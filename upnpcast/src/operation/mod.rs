//! Action schema for UPnP control calls
//!
//! Every action a client can send is a type implementing [`UpnpAction`]: a
//! service, an action name, an ordered argument list and a response parser.
//! The executor in [`crate::client`] only ever sees this trait.

pub mod macros;

use soap_client::SoapResponse;
use upnpcast_discovery::ServiceType;

use crate::error::ApiError;

/// `InstanceID` sent with every AVTransport and RenderingControl action
pub const INSTANCE_ID: &str = "0";

/// Transport play speed sent with Play, Pause and Stop
pub const DEFAULT_SPEED: &str = "1";

/// RenderingControl channel used for volume and mute
pub const MASTER_CHANNEL: &str = "Master";

/// Seek unit for relative seeks
pub const SEEK_UNIT_REL_TIME: &str = "REL_TIME";

/// Base trait for all UPnP control actions
///
/// Associated types keep requests and responses typed, while the argument
/// order lives in one place per action.
pub trait UpnpAction {
    /// The typed request data
    type Request;

    /// The typed response data
    type Response;

    /// The UPnP service this action belongs to
    const SERVICE: ServiceType;

    /// The SOAP action name, used both in the envelope and the `SOAPAction` header
    const ACTION: &'static str;

    /// Whether the response envelope is decoded.
    ///
    /// When false, any success status completes the call and
    /// [`parse_response`](Self::parse_response) receives an empty response.
    const DECODE_RESPONSE: bool = true;

    /// Build the ordered argument list for the envelope
    fn arguments(request: &Self::Request) -> Vec<(&'static str, String)>;

    /// Convert the decoded response fields into the typed response
    fn parse_response(response: &SoapResponse) -> Result<Self::Response, ApiError>;
}

/// Service and action names, for logging
#[derive(Debug, Clone, Copy, PartialEq, Eq)]
pub struct ActionMetadata {
    pub service: &'static str,
    pub action: &'static str,
}

pub fn metadata<A: UpnpAction>() -> ActionMetadata {
    ActionMetadata {
        service: A::SERVICE.name(),
        action: A::ACTION,
    }
}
━━━━━━
◆ TASK ITEM
Transcribe, exactly and without additions, the lines of the records above, beginning with the line that contains "const SERVICE: ServiceType;" and ending with the line that contains "names, for logging", both included.

◆ TASK ANSWER
    const SERVICE: ServiceType;

    /// The SOAP action name, used both in the envelope and the `SOAPAction` header
    const ACTION: &'static str;

    /// Whether the response envelope is decoded.
    ///
    /// When false, any success status completes the call and
    /// [`parse_response`](Self::parse_response) receives an empty response.
    const DECODE_RESPONSE: bool = true;

    /// Build the ordered argument list for the envelope
    fn arguments(request: &Self::Request) -> Vec<(&'static str, String)>;

    /// Convert the decoded response fields into the typed response
    fn parse_response(response: &SoapResponse) -> Result<Self::Response, ApiError>;
}

/// Service and action names, for logging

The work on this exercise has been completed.